The Guilty Couple(15)



‘What?’

‘There you are!’ Esther’s voice rings out from somewhere behind us. ‘George, would you hurry up? I don’t care what you’ve spotted. We’re supposed to be keeping an eye on Grace.’

‘What do you mean, Dad’s going to leave you?’ I ask my daughter but she’s slipped past me and is heading for the exit.

‘Grace.’ I hurry after her. ‘Where’s Dad going?’

‘Leave me alone,’ she snaps as she pushes her way out through the plastic flaps and a blast of cool air hits my face.

‘I will if you tell me where your dad’s going. Because if—’
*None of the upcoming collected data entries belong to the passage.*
use std::path::{Path, PathBuf};

use anyhow::Context as _;
use clap::{Parser, Subcommand, ValueEnum};
use tracing_subscriber::EnvFilter;

use meshmorph::{
    FfmpegSink, FfmpegSinkOpts, FrameSequenceGenerator, FrameSink, GifSink, MorphProject,
    PngSequenceSink, RenderThreading,
};

#[derive(Parser, Debug)]
#[command(name = "meshmorph", version, about = "Triangle-mesh image morphing")]
struct Cli {
    #[command(subcommand)]
    cmd: Command,
}

#[derive(Subcommand, Debug)]
enum Command {
    /// Render the full morph sequence.
    Render(RenderArgs),
    /// Render a single frame at `t` as a PNG.
    Frame(FrameArgs),
    /// Print (or write) the triangulation as JSON.
    Mesh(MeshArgs),
}

#[derive(Clone, Copy, Debug, PartialEq, Eq, ValueEnum)]
enum OutputFormat {
    /// Looping animated GIF.
    Gif,
    /// H.264 MP4 (requires `ffmpeg` on PATH).
    Mp4,
    /// Directory of `frame_NNN.png` files.
    Png,
}

#[derive(Parser, Debug)]
struct RenderArgs {
    /// Input project JSON.
    #[arg(long = "in")]
    in_path: PathBuf,

    /// Output file (gif/mp4) or directory (png).
    #[arg(long)]
    out: PathBuf,

    /// Output format; inferred from the output extension when omitted.
    #[arg(long, value_enum)]
    format: Option<OutputFormat>,

    /// Override the project's intermediate frame count.
    #[arg(long)]
    frames: Option<u32>,

    /// Render intermediate frames in parallel.
    #[arg(long, default_value_t = false)]
    parallel: bool,

    /// Override rayon worker threads.
    #[arg(long)]
    threads: Option<usize>,

    /// Frames per parallel chunk.
    #[arg(long, default_value_t = 16)]
    chunk_size: usize,

    /// Horizontal bands rasterized concurrently within each frame.
    #[arg(long, default_value_t = 1)]
    row_bands: usize,
}

#[derive(Parser, Debug)]
struct FrameArgs {
    /// Input project JSON.
    #[arg(long = "in")]
    in_path: PathBuf,

    /// Morph parameter in [0, 1].
    #[arg(long)]
    t: f64,

    /// Output PNG path.
    #[arg(long)]
    out: PathBuf,
}

#[derive(Parser, Debug)]
struct MeshArgs {
    /// Input project JSON.
    #[arg(long = "in")]
    in_path: PathBuf,

    /// Output JSON path (stdout when omitted).
    #[arg(long)]
    out: Option<PathBuf>,
}

#[derive(serde::Serialize)]
struct MeshExport<'a> {
    source: &'a [meshmorph::Point],
    target: &'a [meshmorph::Point],
    triangles: &'a meshmorph::TriangleMesh,
}

fn main() -> anyhow::Result<()> {
    init_logging();
    let cli = Cli::parse();
    match cli.cmd {
        Command::Render(args) => cmd_render(args),
        Command::Frame(args) => cmd_frame(args),
        Command::Mesh(args) => cmd_mesh(args),
    }
}

fn init_logging() {
    let filter = EnvFilter::try_from_env("MESHMORPH_LOG")
        .or_else(|_| EnvFilter::try_from_env("RUST_LOG"))
        .unwrap_or_else(|_| EnvFilter::new("info"));
    tracing_subscriber::fmt()
        .with_env_filter(filter)
        .with_writer(std::io::stderr)
        .with_target(false)
        .init();
}

fn infer_format(out: &Path) -> OutputFormat {
    match out
        .extension()
        .and_then(|e| e.to_str())
        .map(str::to_ascii_lowercase)
        .as_deref()
    {
        Some("gif") => OutputFormat::Gif,
        Some("mp4") => OutputFormat::Mp4,
        _ => OutputFormat::Png,
    }
}

fn cmd_render(args: RenderArgs) -> anyhow::Result<()> {
    let mut project = MorphProject::from_path(&args.in_path)?;
    if let Some(n) = args.frames {
        project.intermediate_frames = n;
    }
    let ctx = project.prepare()?;
    let request = project.request()?;
    let opts = project.options(RenderThreading {
        parallel: args.parallel,
        chunk_size: args.chunk_size,
        threads: args.threads,
        row_bands: args.row_bands,
    });

    let mut generator = FrameSequenceGenerator::new(ctx, opts);
    let mut progress = |done: u32, total: u32| tracing::debug!(done, total, "frame rendered");
    let seq = generator.generate_with(request, &mut progress, None)?;

    let format = args.format.unwrap_or_else(|| infer_format(&args.out));
    let mut sink: Box<dyn FrameSink> = match format {
        OutputFormat::Gif => Box::new(GifSink::new(&args.out)),
        OutputFormat::Mp4 => Box::new(FfmpegSink::new(FfmpegSinkOpts::new(&args.out))),
        OutputFormat::Png => Box::new(PngSequenceSink::new(&args.out)),
    };
    meshmorph::write_sequence(&seq, sink.as_mut(), project.fps)?;

    eprintln!("wrote {} ({} frames)", args.out.display(), seq.len());
    Ok(())
}

fn cmd_frame(args: FrameArgs) -> anyhow::Result<()> {
    let project = MorphProject::from_path(&args.in_path)?;
    let ctx = project.prepare()?;
    let generator =
        FrameSequenceGenerator::new(ctx, project.options(RenderThreading::default()));
    let (frame, _stats) = generator.render_frame(args.t)?;
    meshmorph::save_png(&frame, &args.out)?;

    eprintln!("wrote {}", args.out.display());
    Ok(())
}

fn cmd_mesh(args: MeshArgs) -> anyhow::Result<()> {
    let project = MorphProject::from_path(&args.in_path)?;
    let ctx = project.prepare()?;
    let export = MeshExport {
        source: ctx.points().source(),
        target: ctx.points().target(),
        triangles: ctx.mesh(),
    };
    let json = serde_json::to_string_pretty(&export).context("serialize mesh")?;

    match args.out {
        Some(out) => {
            meshmorph::ensure_parent_dir(&out)?;
            std::fs::write(&out, json).with_context(|| format!("write '{}'", out.display()))?;
            eprintln!("wrote {}", out.display());
        }
        None => println!("{json}"),
    }
    Ok(())
}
‘Prison!’ she bellows in my face. ‘He was arguing with his stupid personal trainer and Dad said that if he goes down, so does she. And then she left and I found her bra on the stairs. So she’s not his trainer at all, is she?’ She pauses a beat, her eyes shining with angry tears. ‘Stop staring at me like that. I don’t want you in my life. I don’t want anyone. I just want to be by myself.’





Chapter 10


DANI


Dani is at her desk, reviewing the disclosure schedules for one of her colleague’s forthcoming trials. She’s trying to block out the sound of her workmates chatting, tapping at their keyboards and speaking on the phone, but it’s not just the office noise that’s making her struggle to concentrate. She’s thinking about Casey. When she went to Brenda’s house last night she’d been shocked at just how much her sister had deteriorated in a couple of weeks. Casey was stumbling around the kitchen, red-eyed, pale-faced and thin. She was trying to make a cup of tea and her hand shook as she took a mug from the counter. Dani was so scared of Casey getting burned, she had to pour the water from the kettle for her.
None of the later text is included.